Summary
This project aims to break new ground in syntactic theory by reconceptualising the principles-and-parameters approach to comparative syntax, retaining its strengths and attempting to deal with its perceived weaknesses. The central idea is to organise the parameters of Universal Grammar (UG) into hierarchies, which define the ways in which properties of individually variant categories may act in concert; this creates macroparametric effects from the combined action of many microparameters. The highest position in a hierarchy defines a macroparameter, a major typological property, lower positions define successively more local properties. Parameter-setting in language acquisition starts at the highest position as this is the simplest choice; acquirers will "move down the hierarchy" when confronted with primary linguistic data incompatible with a high setting. Hence the hierarchies simultaneously define learning paths and typological properties.

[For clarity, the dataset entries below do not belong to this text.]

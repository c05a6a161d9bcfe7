// SPDX-License-Identifier: BUSL-1.1
// Copyright (c) 2026 Alfred Jean LLC

//! Template-based script engine
//!
//! Scripts are minijinja templates rendered with the bucket bound to
//! `bucket`. Output that parses as JSON becomes that value, other non-empty
//! output becomes a string, and empty output (or `null`) means no result.

use super::{ScriptEngine, ScriptOutcome};
use async_trait::async_trait;
use cortex_core::Script;
use minijinja::{context, Environment, UndefinedBehavior};
use std::sync::Arc;

#[derive(Clone)]
pub struct TemplateScriptEngine {
    env: Arc<Environment<'static>>,
}

impl Default for TemplateScriptEngine {
    fn default() -> Self {
        Self::new()
    }
}

impl TemplateScriptEngine {
    pub fn new() -> Self {
        let mut env = Environment::new();
        env.set_undefined_behavior(UndefinedBehavior::Strict);
        Self { env: Arc::new(env) }
    }

    fn render(&self, script: &Script, input: &serde_json::Value) -> ScriptOutcome {
        let source = script.source();
        let output = match self.env.render_str(&source, context! { bucket => input }) {
            Ok(output) => output,
            Err(e) => return ScriptOutcome::Exception(e.to_string()),
        };
        let trimmed = output.trim();
        if trimmed.is_empty() {
            return ScriptOutcome::Nil;
        }
        match serde_json::from_str::<serde_json::Value>(trimmed) {
            Ok(serde_json::Value::Null) => ScriptOutcome::Nil,
            Ok(value) => ScriptOutcome::Value(value),
            Err(_) => ScriptOutcome::Value(serde_json::Value::String(trimmed.to_string())),
        }
    }
}

#[async_trait]
impl ScriptEngine for TemplateScriptEngine {
    async fn execute(&self, script: &Script, input: &serde_json::Value) -> ScriptOutcome {
        self.render(script, input)
    }
}

#[cfg(test)]
#[path = "template_tests.rs"]
mod tests;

The main task of the project, taking up most of the time of the research team working on it, will be to attempt to work out on the basis of cross-linguistic data the precise form of major parts of the hierarchies, thus subjecting the theoretical predictions to rigorous empirical testing. The project aims to investigate five hierarchies: those determining word-order, null arguments, word structure, discourse-configurationality and case/agreement alignment. This will be done on the basis of secondary data from grammars, from on-line databases (The World Atlas of Languages Structures, WALS, and the Syntactic Structures of the World's Languages, SSWL), and, where feasible, from native-speaker consultants.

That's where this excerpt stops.